Mike lived in Florence for twenty-two years and misses it. Since he is so busy he doesn't get to come to Florence very often. He came up with Jon Sable partly because he lived in a hunting family. In his free time, he rides his horse and jousts. He also does archery and most importantly lives with and spends time with his loving wire, Lauri, in Lake Stevens Washington.

That's it! Now you know what my uncle does, and I'm proud of it! I miss him very much because last time I saw him I was very young. All I have left now are memories.


By Alicia Hehn

As I entered my dad's den, I immediately saw all his wonderful hunting gear. Everytime I see his hunting things, I think of him getting a big buck. I remember him sitting by himself in the woods.

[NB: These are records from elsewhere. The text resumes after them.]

//! Viewport intersection and one-shot reveals.
//!
//! Sections fade in the first time they enter the viewport and stay
//! revealed. Counters start their ramp from the same kind of trigger. The
//! trigger source is abstracted as a `VisibilityObserver` so neither depends
//! on a real browser.

use crate::notify::{Notifier, Subscription};
use std::cell::Cell;

/// Root margin used by content sections: they must be 100px inside the
/// viewport before they reveal.
pub const SECTION_REVEAL_MARGIN: f64 = -100.0;

/// Counters start as soon as any part of them is on screen.
pub const COUNTER_TRIGGER_MARGIN: f64 = 0.0;

/// An element's vertical extent relative to the viewport top.
#[derive(Debug, Clone, Copy, PartialEq)]
pub struct ElementBounds {
    pub top: f64,
    pub bottom: f64,
}

impl ElementBounds {
    pub fn new(top: f64, bottom: f64) -> Self {
        Self { top, bottom }
    }

    /// Bounds of an element at page offset `page_top` seen from `offset_y`.
    pub fn at_scroll(page_top: f64, height: f64, offset_y: f64) -> Self {
        let top = page_top - offset_y;
        Self::new(top, top + height)
    }
}

/// Whether `bounds` overlaps the viewport grown (positive) or shrunk
/// (negative) by `margin` on both edges.
pub fn intersects(bounds: ElementBounds, viewport_height: f64, margin: f64) -> bool {
    let root_top = -margin;
    let root_bottom = viewport_height + margin;
    root_bottom > root_top && bounds.bottom > root_top && bounds.top < root_bottom
}

/// Source of intersecting/not-intersecting notifications for one element.
pub trait VisibilityObserver {
    fn observe(&self, listener: Box<dyn FnMut(&bool)>) -> Subscription;
}

/// Computes intersection changes for one element from layout updates.
///
/// Listeners hear about transitions only, not every layout pass.
pub struct ElementVisibility {
    margin: f64,
    intersecting: Cell<bool>,
    changes: Notifier<bool>,
}

impl ElementVisibility {
    pub fn new(margin: f64) -> Self {
        Self {
            margin,
            intersecting: Cell::new(false),
            changes: Notifier::new(),
        }
    }

    /// Sections use the negative reveal margin.
    pub fn section() -> Self {
        Self::new(SECTION_REVEAL_MARGIN)
    }

    pub fn counter() -> Self {
        Self::new(COUNTER_TRIGGER_MARGIN)
    }

    /// Re-evaluate after scroll, resize or layout.
    pub fn update(&self, bounds: ElementBounds, viewport_height: f64) {
        let now = intersects(bounds, viewport_height, self.margin);
        if now != self.intersecting.replace(now) {
            self.changes.notify(&now);
        }
    }

    pub fn is_intersecting(&self) -> bool {
        self.intersecting.get()
    }
}

impl VisibilityObserver for ElementVisibility {
    fn observe(&self, mut listener: Box<dyn FnMut(&bool)>) -> Subscription {
        if self.intersecting.get() {
            listener(&true);
        }
        self.changes.subscribe(move |visible| listener(visible))
    }
}

/// One-shot reveal: hidden until first seen, then revealed for good.
#[derive(Debug, Clone, Copy, Default, PartialEq, Eq)]
pub struct Reveal {
    revealed: bool,
}

impl Reveal {
    pub fn new() -> Self {
        Self::default()
    }

    /// Feed a visibility change. Returns true only on the transition that
    /// reveals the element.
    pub fn on_visibility(&mut self, intersecting: bool) -> bool {
        if intersecting && !self.revealed {
            self.revealed = true;
            return true;
        }
        false
    }

    pub fn is_revealed(&self) -> bool {
        self.revealed
    }
}

#[cfg(test)]
mod tests {
    use super::*;
    use std::cell::RefCell;
    use std::rc::Rc;

    // ==================== Intersection Tests ====================

    #[test]
    fn test_intersects_without_margin() {
        assert!(intersects(ElementBounds::new(900.0, 1200.0), 1000.0, 0.0));
        assert!(!intersects(ElementBounds::new(1000.0, 1300.0), 1000.0, 0.0));
        assert!(!intersects(ElementBounds::new(-300.0, 0.0), 1000.0, 0.0));
    }

    #[test]
    fn test_negative_margin_requires_deeper_entry() {
        let peeking = ElementBounds::new(950.0, 1400.0);
        assert!(intersects(peeking, 1000.0, 0.0));
        assert!(!intersects(peeking, 1000.0, SECTION_REVEAL_MARGIN));

        let inside = ElementBounds::new(850.0, 1300.0);
        assert!(intersects(inside, 1000.0, SECTION_REVEAL_MARGIN));
    }

    #[test]
    fn test_margin_larger_than_viewport_never_intersects() {
        assert!(!intersects(ElementBounds::new(0.0, 100.0), 150.0, -100.0));
    }

    #[test]
    fn test_bounds_at_scroll() {
        let bounds = ElementBounds::at_scroll(2500.0, 600.0, 2000.0);
        assert_eq!(bounds, ElementBounds::new(500.0, 1100.0));
    }

    // ==================== Element Visibility Tests ====================

    #[test]
    fn test_element_visibility_reports_transitions_only() {
        let element = ElementVisibility::new(0.0);
        let seen = Rc::new(RefCell::new(Vec::new()));

        let sink = Rc::clone(&seen);
        let _observer = element.observe(Box::new(move |v: &bool| sink.borrow_mut().push(*v)));

        element.update(ElementBounds::new(1200.0, 1500.0), 1000.0);
        element.update(ElementBounds::new(800.0, 1100.0), 1000.0);
        element.update(ElementBounds::new(700.0, 1000.0), 1000.0);
        element.update(ElementBounds::new(-400.0, -100.0), 1000.0);

        assert_eq!(*seen.borrow(), vec![true, false]);
    }

    #[test]
    fn test_counter_triggers_before_section_reveals() {
        let counter = ElementVisibility::counter();
        let section = ElementVisibility::section();
        let peeking = ElementBounds::new(950.0, 1350.0);

        counter.update(peeking, 1000.0);
        section.update(peeking, 1000.0);
        assert!(counter.is_intersecting());
        assert!(!section.is_intersecting());
    }

    #[test]
    fn test_late_observer_hears_current_visibility() {
        let element = ElementVisibility::section();
        element.update(ElementBounds::new(200.0, 600.0), 1000.0);
        assert!(element.is_intersecting());

        let seen = Rc::new(Cell::new(false));
        let sink = Rc::clone(&seen);
        let _observer = element.observe(Box::new(move |v: &bool| sink.set(*v)));
        assert!(seen.get());
    }

    // ==================== Reveal Tests ====================

    #[test]
    fn test_reveal_fires_once() {
        let mut reveal = Reveal::new();
        assert!(!reveal.on_visibility(false));
        assert!(reveal.on_visibility(true));
        assert!(!reveal.on_visibility(false));
        assert!(!reveal.on_visibility(true));
        assert!(reveal.is_revealed());
    }
}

My dad was born on August 9, 1958, which makes him forty-two years old. He was born in Saint Mary's Hospital, Milwaukee. he lived in Milwaukee until he turned eighteen. When he turned eighteen he got a job at the Flitz Service Company. That is where coin machines are fixed. After he got the job, he moved to Aurora and still worked for Flitz.

At the age of sixteen, my dad first went hunting and got a buck. He still lived in Milwaukee at the time; but when it came to hunting, he and his brothers went hunting in Boscobel, which is the west side of Madison. Boscobel has very nice green land and a lot of space. He had always wanted to hunt on a game farm but never got a chance yet. He had been hunting for twenty-six years and still is hunting.

When my dad goes hunting, he sits and walks. He mostly sits though. When he sits, he listens to music and eats peanuts or chili. When he walks, he doesn't leave anything behind. He has the portable hunting shack. When he goes hunting, he takes his four wheeler. He walks for two hours and sits for five or six hours.

When it is hunting season, my dad never goes along. He always has somebody with him. He goes hunting with two to twelve people. Some of the people he hunts with are Sherry, Jeff, Bob, Boo, Kevin, Dan, Grandpa, Andrew, Cory, Robert, Ben, and me. He has two sisters, but only one hunts, and he has four brothers that all hunt.

What he liked most about hunting is being out in the woods and being away from "the wife." He has this one hunting spot he called "Death Valley" because he always got a deer there. The past two years he hasn't gotten anything. Now he calls it "No Deer Valley."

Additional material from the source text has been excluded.